Did you try using the razr hd utility 1.10 to restore to stock?


----------



## jakeday (Dec 24, 2011)

This happens when /system gets corrupted, either due to an invalid flash or a bad patch job with recovery. Use the RAZR HD util to restore and all will be well.


----------



## llawen (Jan 17, 2012)

jakeday said:


> This happens when /system gets corrupted, either due to an invalid flash or a bad patch job with recovery. Use the RAZR HD util to restore and all will be well.


+1

razr max hd tweaked out to the bone


----------



## gsdev (Sep 9, 2011)

bassdelux15 said:


> If anyone can help at all, I'd appreciate it, thanks.


Did it work? Let us know if it did. It may help others feeling the panic that was no doubt consuming you.


----------



## rebretz000 (Jul 2, 2012)

Can anyone please tell me what this error means and how to possibly fix it?
When ever I update my phone to Jelly Bean it always gets all the way to the end then errors. Phone boots up onto Jelly Bean but says system update failed.

When I try to update to Jelly Bean my self. Same thing but I can see the error. It says..
assert failed.motorola:update_bl_backup()

I've used the utility and gone back to Stock ICS 4.0.4 at least a dozen times. Same error every time I go onto JB. My phone shows I'm on 4.1.1 though.

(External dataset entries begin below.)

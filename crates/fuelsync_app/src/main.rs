mod platform;

use std::path::PathBuf;

use anyhow::anyhow;
use clap::{Parser, Subcommand};
use fuelsync_core::{normalize_server_url, SyncMode, TaskKind};

use platform::config::{ClientConfig, GlobalArgs};
use platform::Plan;

/// Terminal client for the fuel-management report server.
#[derive(Parser, Debug)]
#[command(name = "fuelsync", version)]
struct Cli {
    #[command(flatten)]
    global: GlobalArgs,

    #[command(subcommand)]
    command: Option<Commands>,
}

#[derive(Subcommand, Debug)]
enum Commands {
    /// Check that the server answers.
    Probe,
    /// Remember a server address for later runs.
    SetServer { url: String },
    /// Upload a source spreadsheet (.xls or .xlsx).
    Upload {
        #[arg(short = 't', long = "type")]
        kind: TaskKind,
        file: PathBuf,
    },
    /// Start a summarisation task and follow it until it ends.
    Run {
        #[arg(short = 't', long = "type")]
        kind: TaskKind,
        /// Load the result preview once the task is done.
        #[arg(long)]
        preview: bool,
    },
    /// Show the generated report.
    Preview {
        #[arg(short = 't', long = "type")]
        kind: TaskKind,
        /// Print every sheet instead of only the first.
        #[arg(long)]
        all: bool,
        /// Print the table markup as received.
        #[arg(long)]
        html: bool,
    },
    /// Save the generated report workbook.
    Download {
        #[arg(short = 't', long = "type")]
        kind: TaskKind,
        /// Directory to write into.
        #[arg(short, long)]
        out: Option<PathBuf>,
    },
    /// Follow the server log stream.
    Watch,
    /// Interactive session; type `help` for commands.
    Console,
}

fn main() -> anyhow::Result<()> {
    let cli = Cli::parse();
    let mut config = ClientConfig::load(&cli.global)?;
    platform::logging::initialize(&config.log_file, cli.global.verbose);

    let plan = match cli.command.unwrap_or(Commands::Console) {
        Commands::Probe => Plan::probe(),
        Commands::SetServer { url } => {
            let url = normalize_server_url(&url).map_err(|err| anyhow!("invalid address: {err}"))?;
            Plan::set_server(url)
        }
        Commands::Upload { kind, file } => Plan::upload(kind, file),
        Commands::Run { kind, preview } => Plan::run(kind, preview),
        Commands::Preview { kind, all, html } => {
            config.render.all_sheets = all;
            config.render.raw_markup = html;
            Plan::preview(kind)
        }
        Commands::Download { kind, out } => {
            if let Some(out) = out {
                config.output_dir = out;
            }
            Plan::download(kind)
        }
        Commands::Watch => {
            anyhow::ensure!(
                config.mode == SyncMode::Stream,
                "watch needs the log stream; drop --mode polling"
            );
            Plan::watch()
        }
        Commands::Console => Plan::console(),
    };

    platform::run(config, plan)
}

Sent from my DROID RAZR HD using Tapatalk 2


----------



## clouse2013 (Jun 30, 2011)

rebretz000 said:


> Can anyone please tell me what this error means and how to possibly fix it?
> When ever I update my phone to Jelly Bean it always gets all the way to the end then errors. Phone boots up onto Jelly Bean but says system update failed.
> 
> When I try to update to Jelly Bean my self. Same thing but I can see the error. It says..
> ...


H
Which recovery are you installing it through? Where did you get the jb update from, are you rooted? Details help us figure out what the problem is.

Sent from my Transformer TF101 using RootzWiki


----------



## rebretz000 (Jul 2, 2012)

clouse2013 said:


> H
> Which recovery are you installing it through? Where did you get the jb update from, are you rooted? Details help us figure out what the problem is.
> 
> Sent from my Transformer TF101 using RootzWiki


Yes I'm rooted. It happens on the official update but of course it doesn't show the error code.

But it also happens on the leaked 9.39 and 9.41. I tried both through the stock recovery and also TWRP. This is where I saw that error listed.

I downloaded the leaks from a few forums. XDA and Rootz think. Droidrzr forum.

When I first rooted my phone I was able to get onto the leaked 9.39 no problem. No error or anything. Then I tried to flash CM10 through TWRP. It failed and since then I get the error.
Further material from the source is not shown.